Optimisation of the vertex detector and measurement of Higgs decays to second-generation quarks at the CEPC

TL;DR

This study optimizes the vertex detector design for the CEPC to enhance Higgs decay measurements, demonstrating that smaller detector dimensions significantly improve flavor tagging accuracy and measurement significance.

Contribution

It introduces an optimization framework for the vertex detector parameters using AI-based jet flavor identification, improving Higgs decay measurements at future colliders.

Findings

Halving detector inner radius and resolution doubles impact parameter accuracy.

Optimized detector design increases $H o c\bar{c}/s\bar{s}$ measurement significance by up to 8%.

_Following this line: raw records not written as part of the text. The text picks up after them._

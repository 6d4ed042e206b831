use thiserror::Error;
use uuid::Uuid;

pub type EngineResult<T> = Result<T, EngineError>;

/// Errors surfaced by the simulation core and the job subsystem.
///
/// Validation and lookup errors go back to the caller; simulation errors
/// are captured on the owning job and reported through its status.
#[derive(Debug, Error)]
pub enum EngineError {
    #[error("invalid request: {0}")]
    Validation(String),

    #[error("job not found: {0}")]
    JobNotFound(Uuid),

    #[error("result not ready: job {id} is {status}")]
    ResultNotReady { id: Uuid, status: String },

    #[error("job {id} is already terminal ({status})")]
    AlreadyTerminal { id: Uuid, status: String },

    #[error("simulation failed: {0}")]
    Simulation(String),

    #[error("IO operation failed")]
    Io(#[from] std::io::Error),

    #[error("serialization failed")]
    Json(#[from] serde_json::Error),

    #[error("CSV write failed")]
    Csv(#[from] csv::Error),
}

impl EngineError {
    pub fn validation(msg: impl Into<String>) -> Self {
        EngineError::Validation(msg.into())
    }

    pub fn simulation(msg: impl Into<String>) -> Self {
        EngineError::Simulation(msg.into())
    }
}
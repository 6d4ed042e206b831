use rand::rngs::StdRng;
use rand::SeedableRng;
use rand_distr::{Beta, Distribution, Gamma, Normal};

use crate::agent::{derive_seed, BehaviorParams, HolderAgent};
use crate::config::{BehaviorConfig, DistributionSpec, SimulationRequest, VestingBucket};
use crate::error::EngineResult;
use crate::scaler::ScalingPlan;
use crate::vesting::VestingSchedule;

/// A labeled holder group derived from one vesting bucket, carrying the
/// behavioral distributions its agents are sampled from.
#[derive(Debug, Clone)]
pub struct Cohort {
    pub label: String,
    /// Share of total holders belonging to this cohort.
    pub holder_fraction: f64,
    /// Tokens allocated to this cohort's bucket.
    pub allocation_tokens: f64,
    pub bucket: VestingBucket,
    pub behavior: BehaviorConfig,
}

impl Cohort {
    /// Build the cohort table from the request: one cohort per bucket,
    /// matched to a behavioral profile by label. Holder fractions default
    /// to each bucket's share of the allocated supply and are normalized
    /// to sum to 1.
    pub fn from_request(request: &SimulationRequest) -> Vec<Cohort> {
        let total_supply = request.token.total_supply as f64;
        let allocated: f64 = request
            .buckets
            .iter()
            .map(|b| b.allocation_percent)
            .sum::<f64>()
            .max(f64::MIN_POSITIVE);

        let mut cohorts: Vec<Cohort> = request
            .buckets
            .iter()
            .map(|bucket| {
                let label = bucket.cohort_label().to_string();
                let profile = request.abm.cohorts.iter().find(|c| c.label == label);
                let holder_fraction = profile
                    .and_then(|c| c.holder_fraction)
                    .unwrap_or(bucket.allocation_percent / allocated);
                Cohort {
                    label,
                    holder_fraction,
                    allocation_tokens: total_supply * bucket.allocation_percent / 100.0,
                    bucket: bucket.clone(),
                    behavior: profile
                        .map(|c| c.behavior.clone())
                        .unwrap_or_default(),
                }
            })
            .collect();

        let fraction_sum: f64 = cohorts.iter().map(|c| c.holder_fraction).sum();
        if fraction_sum > 0.0 {
            for cohort in &mut cohorts {
                cohort.holder_fraction /= fraction_sum;
            }
        }
        cohorts
    }

    /// Sample this cohort's agent population under the scaling plan.
    ///
    /// Behaviors are drawn once, at construction. The weighted allocations
    /// of the produced agents sum to the cohort's allocation, so scaling
    /// never changes the tokens a cohort brings to market.
    pub fn materialize(
        &self,
        cohort_index: usize,
        plan: &ScalingPlan,
        first_agent_id: u64,
        global_seed: u64,
    ) -> EngineResult<Vec<HolderAgent>> {
        let mut rng = StdRng::seed_from_u64(derive_seed(
            global_seed,
            0x434F_484F,
            cohort_index as u64,
        ));

        let count = plan.agent_count.max(1);
        let per_agent_allocation = self.allocation_tokens / (count as f64 * plan.weight);

        let mut agents = Vec::with_capacity(count);
        for i in 0..count {
            let schedule = VestingSchedule::new(
                per_agent_allocation,
                self.bucket.tge_percent,
                self.bucket.cliff_months,
                self.bucket.vesting_months,
            )?;
            let behavior = sample_behavior(&self.behavior, &mut rng);
            agents.push(HolderAgent::new(
                first_agent_id + i as u64,
                cohort_index,
                schedule,
                plan.weight,
                behavior,
            ));
        }
        Ok(agents)
    }
}

/// Draw one value from a distribution spec. Parameters were validated with
/// the request, so construction cannot fail here.
fn sample_spec(spec: &DistributionSpec, rng: &mut StdRng) -> f64 {
    match spec {
        DistributionSpec::Fixed { value } => *value,
        DistributionSpec::Beta { alpha, beta } => Beta::new(*alpha, *beta).unwrap().sample(rng),
        DistributionSpec::Gamma { shape, scale } => {
            Gamma::new(*shape, *scale).unwrap().sample(rng)
        }
        DistributionSpec::Normal { mean, std_dev } => {
            Normal::new(*mean, *std_dev).unwrap().sample(rng)
        }
    }
}

/// Sample a full behavior tuple, clamping every draw into its attribute's
/// domain.
fn sample_behavior(config: &BehaviorConfig, rng: &mut StdRng) -> BehaviorParams {
    BehaviorParams {
        risk_tolerance: sample_spec(&config.risk_tolerance, rng).clamp(0.01, 0.99),
        hold_time_months: sample_spec(&config.hold_time_months, rng).clamp(0.5, 120.0),
        base_sell_pressure: sample_spec(&config.base_sell_pressure, rng).clamp(0.0, 1.0),
        staking_propensity: sample_spec(&config.staking_propensity, rng).clamp(0.0, 1.0),
        price_sensitivity: sample_spec(&config.price_sensitivity, rng).clamp(0.0, 1.0),
        cliff_shock: sample_spec(&config.cliff_shock, rng).max(1.0),
    }
}
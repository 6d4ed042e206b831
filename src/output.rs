use std::path::Path;

use crate::error::EngineResult;
use crate::montecarlo::MonteCarloResult;
use crate::simulation::{CohortSeries, MonthMetrics, SimulationResult};

/// Save the per-month global series to CSV.
pub fn save_months_csv(months: &[MonthMetrics], path: &Path) -> EngineResult<()> {
    if let Some(parent) = path.parent() {
        std::fs::create_dir_all(parent)?;
    }
    let mut wtr = csv::Writer::from_path(path)?;
    wtr.write_record([
        "month",
        "price",
        "total_supply",
        "circulating_supply",
        "staked_supply",
        "burned_supply",
        "locked_supply",
        "tokens_unlocked",
        "tokens_sold",
        "tokens_staked",
        "tokens_released",
        "staking_rewards",
        "staking_apy",
        "treasury_fees",
        "treasury_tokens_bought",
        "treasury_tokens_burned",
    ])?;

    for m in months {
        wtr.write_record(&[
            m.month.to_string(),
            format!("{:.6}", m.price),
            format!("{:.2}", m.total_supply),
            format!("{:.2}", m.circulating_supply),
            format!("{:.2}", m.staked_supply),
            format!("{:.2}", m.burned_supply),
            format!("{:.2}", m.locked_supply),
            format!("{:.2}", m.tokens_unlocked),
            format!("{:.2}", m.tokens_sold),
            format!("{:.2}", m.tokens_staked),
            format!("{:.2}", m.tokens_released),
            format!("{:.2}", m.staking_rewards),
            format!("{:.6}", m.staking_apy),
            format!("{:.2}", m.treasury_fees),
            format!("{:.2}", m.treasury_tokens_bought),
            format!("{:.2}", m.treasury_tokens_burned),
        ])?;
    }
    wtr.flush()?;
    Ok(())
}

/// Save per-cohort monthly aggregates to CSV (long format).
pub fn save_cohorts_csv(series: &[CohortSeries], path: &Path) -> EngineResult<()> {
    if let Some(parent) = path.parent() {
        std::fs::create_dir_all(parent)?;
    }
    let mut wtr = csv::Writer::from_path(path)?;
    wtr.write_record(["cohort", "month", "sold", "staked", "held", "unlocked"])?;

    for cohort in series {
        for (month, aggregate) in cohort.months.iter().enumerate() {
            wtr.write_record(&[
                cohort.label.clone(),
                month.to_string(),
                format!("{:.2}", aggregate.sold),
                format!("{:.2}", aggregate.staked),
                format!("{:.2}", aggregate.held),
                format!("{:.2}", aggregate.unlocked),
            ])?;
        }
    }
    wtr.flush()?;
    Ok(())
}

/// Save Monte-Carlo mean and percentile trajectories to CSV. The column
/// set depends on the requested confidence levels, so the header is built
/// dynamically.
pub fn save_trajectories_csv(result: &MonteCarloResult, path: &Path) -> EngineResult<()> {
    if let Some(parent) = path.parent() {
        std::fs::create_dir_all(parent)?;
    }
    let mut wtr = csv::Writer::from_path(path)?;

    let mut header = vec!["metric".to_string(), "month".to_string(), "mean".to_string()];
    for level in &result.confidence_levels {
        header.push(format!("p{level}"));
    }
    wtr.write_record(&header)?;

    for metric in &result.metrics {
        for month in 0..metric.mean.len() {
            let mut row = vec![
                metric.metric.clone(),
                month.to_string(),
                format!("{:.6}", metric.mean[month]),
            ];
            for trajectory in &metric.percentiles {
                row.push(format!("{:.6}", trajectory.values[month]));
            }
            wtr.write_record(&row)?;
        }
    }
    wtr.flush()?;
    Ok(())
}

/// Save any serializable artifact as pretty JSON.
pub fn save_json<T: serde::Serialize>(value: &T, path: &Path) -> EngineResult<()> {
    if let Some(parent) = path.parent() {
        std::fs::create_dir_all(parent)?;
    }
    std::fs::write(path, serde_json::to_string_pretty(value)?)?;
    Ok(())
}

/// Save all artifacts of a single run to a directory.
pub fn save_run(result: &SimulationResult, output_dir: &Path) -> EngineResult<()> {
    std::fs::create_dir_all(output_dir)?;
    save_months_csv(&result.months, &output_dir.join("timeseries.csv"))?;
    if let Some(series) = &result.cohort_series {
        save_cohorts_csv(series, &output_dir.join("cohorts.csv"))?;
    }
    save_json(&result.summary, &output_dir.join("summary.json"))?;
    Ok(())
}

/// Save all artifacts of a Monte-Carlo run to a directory.
pub fn save_monte_carlo(result: &MonteCarloResult, output_dir: &Path) -> EngineResult<()> {
    std::fs::create_dir_all(output_dir)?;
    save_trajectories_csv(result, &output_dir.join("trajectories.csv"))?;
    save_json(result, &output_dir.join("monte_carlo.json"))?;
    Ok(())
}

Doubling parameters degrades measurement performance, with inner radius being most influential.

Abstract

The vertex detector is crucial for precision measurements of the Higgs boson at the electron-positron Higgs factory. Benchmarked with $H \to c\bar{c}$ and $H \to s\bar{s}$ measurements in the $\nu\bar{\nu}H$ channel, we perform an optimisation study on the inner radius and spatial resolution of the vertex detector using the Jet Origin Identification (JOI) framework, which determines the parton flavor of jets using advanced Artificial Intelligence (AI) algorithm. We observe that, compared to the reference detector configuration, halving the inner radius and spatial resolution improves the transverse and longitudinal impact parameter resolution approximately by a factor of two, while increasing the accuracy and significance of the $H \to c\bar{c}/s\bar{s}$ measurement by 4\% and 8\%, respectively. Conversely, doubling these parameters results in comparable degradation, with variations in the inner radius being the dominant factor. Our results provide guidance for detector design and highlight promising prospects for identifying the $H \to s\bar{s}$ decay mode at future Higgs factories.